Structural acoustics is the study of the vibration and subsequent acoustic radiation from structures. Examples of such structures include models such as beams, plates, shells, as well as more realistic structures such as automobile components, airplane interiors, and submarine hulls.
Dr. Sparrow's current research in structural acoustics deals with a topic called fuzzy structures. Fuzzy structures are not related to fuzzy sets, a separate important area. Originally developed at ONERA in France by Christian Soize, fuzzy structures is the study of large dynamical systems, such as entire ships or airplanes, in which not all of the dynamical components can be described with certainty. A number of models for fuzzy structures now exist. Any of these fuzzy structures models can be straightforwardly included in conventional finite element representations for a structure.

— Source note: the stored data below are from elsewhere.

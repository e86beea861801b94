//! Flow-duration curve transform.
//!
//! Turns a sample of observations into `(exceedance probability, value)`
//! pairs using the Weibull plotting position `rank / (n + 1)`, so no point
//! ever lands on exactly 0 or 1.

use crate::model::{ExceedancePoint, HydroError};

// ---------------------------------------------------------------------------
// Curve builder
// ---------------------------------------------------------------------------

/// Builds exceedance curves. Stateless; every call is a pure transform.
#[derive(Debug, Clone, Copy, Default)]
pub struct ExceedanceCurveBuilder;

impl ExceedanceCurveBuilder {
    pub fn new() -> Self {
        Self
    }

    /// Ranks the sample from largest to smallest and assigns each value the
    /// probability `rank / (n + 1)`.
    ///
    /// Returns exactly `sample.len()` points ordered by increasing
    /// probability (non-increasing value). Fails with
    /// `HydroError::InvalidInput` on an empty sample.
    pub fn build(&self, sample: &[f64]) -> Result<Vec<ExceedancePoint>, HydroError> {
        if sample.is_empty() {
            return Err(HydroError::InvalidInput(
                "exceedance curve requires a non-empty sample".to_string(),
            ));
        }

        let mut sorted = sample.to_vec();
        sorted.sort_by(|a, b| b.total_cmp(a));

        let denominator = (sorted.len() + 1) as f64;
        Ok(sorted
            .into_iter()
            .enumerate()
            .map(|(i, value)| ExceedancePoint {
                probability: (i + 1) as f64 / denominator,
                value,
            })
            .collect())
    }
}

/// Convenience wrapper around [`ExceedanceCurveBuilder::build`].
pub fn exceedance_curve(sample: &[f64]) -> Result<Vec<ExceedancePoint>, HydroError> {
    ExceedanceCurveBuilder.build(sample)
}

// ---------------------------------------------------------------------------
// Curve queries
// ---------------------------------------------------------------------------

/// Value at `percent` exceedance (e.g. 90.0 for Q90), linearly interpolated
/// between neighbouring points of a built curve.
///
/// Percentages outside the curve's range clamp to the first or last value.
/// Returns `None` for an empty curve.
pub fn flow_at_exceedance(points: &[ExceedancePoint], percent: f64) -> Option<f64> {
    let first = points.first()?;
    let last = points.last()?;

    if percent <= first.percent() {
        return Some(first.value);
    }
    if percent >= last.percent() {
        return Some(last.value);
    }

    points.windows(2).find_map(|pair| {
        let (lo, hi) = (pair[0], pair[1]);
        if percent >= lo.percent() && percent <= hi.percent() {
            let t = (percent - lo.percent()) / (hi.percent() - lo.percent());
            Some(lo.value + t * (hi.value - lo.value))
        } else {
            None
        }
    })
}

// ---------------------------------------------------------------------------
// Flow regime zones
// ---------------------------------------------------------------------------

/// Conventional flow-duration zones, in order of increasing exceedance.
#[derive(Debug, Clone, Copy, PartialEq, Eq)]
pub enum FlowRegime {
    HighFlows,
    MoistConditions,
    MidRange,
    DryConditions,
    LowFlows,
}

impl FlowRegime {
    pub const ALL: [FlowRegime; 5] = [
        FlowRegime::HighFlows,
        FlowRegime::MoistConditions,
        FlowRegime::MidRange,
        FlowRegime::DryConditions,
        FlowRegime::LowFlows,
    ];

    /// Interior zone boundaries in percent exceedance.
    pub fn boundaries() -> [f64; 4] {
        [10.0, 40.0, 60.0, 90.0]
    }

    /// Zone containing an exceedance percentage. Values below 0 or above 100
    /// are treated as the nearest end zone.
    pub fn classify(percent: f64) -> Self {
        match percent {
            p if p < 10.0 => FlowRegime::HighFlows,
            p if p < 40.0 => FlowRegime::MoistConditions,
            p if p < 60.0 => FlowRegime::MidRange,
            p if p < 90.0 => FlowRegime::DryConditions,
            _ => FlowRegime::LowFlows,
        }
    }

    pub fn label(&self) -> &'static str {
        match self {
            FlowRegime::HighFlows => "High Flows",
            FlowRegime::MoistConditions => "Moist Conditions",
            FlowRegime::MidRange => "Mid-Range Flows",
            FlowRegime::DryConditions => "Dry Conditions",
            FlowRegime::LowFlows => "Low Flows",
        }
    }
}

// ---------------------------------------------------------------------------
// Tests
// ---------------------------------------------------------------------------

#[cfg(test)]
mod tests {
    use super::*;
    use proptest::prelude::*;

    fn pairs(points: &[ExceedancePoint]) -> Vec<(f64, f64)> {
        points.iter().map(|p| (p.probability, p.value)).collect()
    }

    #[test]
    fn test_three_values_use_weibull_positions() {
        let points = exceedance_curve(&[10.0, 30.0, 20.0]).unwrap();
        assert_eq!(pairs(&points), vec![(0.25, 30.0), (0.5, 20.0), (0.75, 10.0)]);
    }

    #[test]
    fn test_equal_values_still_get_distinct_probabilities() {
        let points = exceedance_curve(&[5.0, 5.0, 5.0]).unwrap();
        let probs: Vec<f64> = points.iter().map(|p| p.probability).collect();
        assert_eq!(probs, vec![0.25, 0.5, 0.75]);
        assert!(points.iter().all(|p| p.value == 5.0));
    }

    #[test]
    fn test_empty_sample_is_invalid_input() {
        let result = exceedance_curve(&[]);
        assert!(
            matches!(result, Err(HydroError::InvalidInput(_))),
            "empty sample should be rejected, got {:?}",
            result
        );
    }

    #[test]
    fn test_single_value_sits_at_half() {
        let points = exceedance_curve(&[42.0]).unwrap();
        assert_eq!(pairs(&points), vec![(0.5, 42.0)]);
    }

    #[test]
    fn test_non_positive_values_are_kept() {
        // Log-axis suitability is the renderer's problem, not the transform's.
        let points = exceedance_curve(&[0.0, -1.0, 2.0]).unwrap();
        assert_eq!(pairs(&points), vec![(0.25, 2.0), (0.5, 0.0), (0.75, -1.0)]);
    }

    #[test]
    fn test_build_does_not_mutate_input() {
        let sample = vec![3.0, 1.0, 2.0];
        let _ = exceedance_curve(&sample).unwrap();
        assert_eq!(sample, vec![3.0, 1.0, 2.0]);
    }

    #[test]
    fn test_flow_at_exceedance_interpolates_and_clamps() {
        let points = exceedance_curve(&[10.0, 30.0, 20.0]).unwrap();
        assert_eq!(flow_at_exceedance(&points, 50.0), Some(20.0));
        assert_eq!(flow_at_exceedance(&points, 37.5), Some(25.0));
        assert_eq!(flow_at_exceedance(&points, 1.0), Some(30.0));
        assert_eq!(flow_at_exceedance(&points, 99.0), Some(10.0));
        assert_eq!(flow_at_exceedance(&[], 50.0), None);
    }

    #[test]
    fn test_flow_regime_classification() {
        assert_eq!(FlowRegime::classify(0.0), FlowRegime::HighFlows);
        assert_eq!(FlowRegime::classify(9.99), FlowRegime::HighFlows);
        assert_eq!(FlowRegime::classify(10.0), FlowRegime::MoistConditions);
        assert_eq!(FlowRegime::classify(50.0), FlowRegime::MidRange);
        assert_eq!(FlowRegime::classify(75.0), FlowRegime::DryConditions);
        assert_eq!(FlowRegime::classify(90.0), FlowRegime::LowFlows);
        assert_eq!(FlowRegime::classify(100.0), FlowRegime::LowFlows);
    }

    #[test]
    fn test_flow_regime_boundaries_separate_all_zones() {
        let boundaries = FlowRegime::boundaries();
        assert_eq!(boundaries.len() + 1, FlowRegime::ALL.len());
        for (i, b) in boundaries.iter().enumerate() {
            assert_eq!(FlowRegime::classify(*b), FlowRegime::ALL[i + 1]);
        }
    }

    proptest! {
        #[test]
        fn prop_one_point_per_observation(sample in prop::collection::vec(-1.0e6f64..1.0e6, 1..200)) {
            let points = exceedance_curve(&sample).unwrap();
            prop_assert_eq!(points.len(), sample.len());
        }

        #[test]
        fn prop_probabilities_strictly_increase_inside_unit_interval(
            sample in prop::collection::vec(-1.0e6f64..1.0e6, 1..200)
        ) {
            let points = exceedance_curve(&sample).unwrap();
            for p in &points {
                prop_assert!(p.probability > 0.0 && p.probability < 1.0);
            }
            for pair in points.windows(2) {
                prop_assert!(pair[0].probability < pair[1].probability);
            }
        }

        #[test]
        fn prop_values_do_not_increase(sample in prop::collection::vec(-1.0e6f64..1.0e6, 1..200)) {
            let points = exceedance_curve(&sample).unwrap();
            for pair in points.windows(2) {
                prop_assert!(pair[0].value >= pair[1].value);
            }
        }

        #[test]
        fn prop_rank_matches_probability(sample in prop::collection::vec(0.0f64..1.0e4, 1..100)) {
            let points = exceedance_curve(&sample).unwrap();
            let n = sample.len() as f64;
            for (i, p) in points.iter().enumerate() {
                prop_assert_eq!(p.probability, (i + 1) as f64 / (n + 1.0));
            }
        }

        #[test]
        fn prop_build_is_idempotent(sample in prop::collection::vec(-1.0e3f64..1.0e3, 1..100)) {
            let builder = ExceedanceCurveBuilder::new();
            let first = builder.build(&sample).unwrap();
            let second = builder.build(&sample).unwrap();
            prop_assert_eq!(first, second);
        }
    }
}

The Soize fuzzy structures model assumes that a large number of probabilistic one degree of freedom oscillators are ''painted'' over an area of the structure that is well understood. Here is an example of the dynamical behavior of a normal one degree of freedom oscillator and an identical oscillator except in having uncertainty in its mass:
These are frequency response plots, impedance in Ns/m versus frequency in rad/s, for a one degree of freedom oscillator. The normal plot has no uncertainty, and the fuzzy plot has all parameters the same except for a plus or minus 20 percent uncertainty in the oscillator's mass. This research was undertaken in collaboration with Daniel A. Russell and Judith L. Rochat.
This research was funded by the Office of Naval Research.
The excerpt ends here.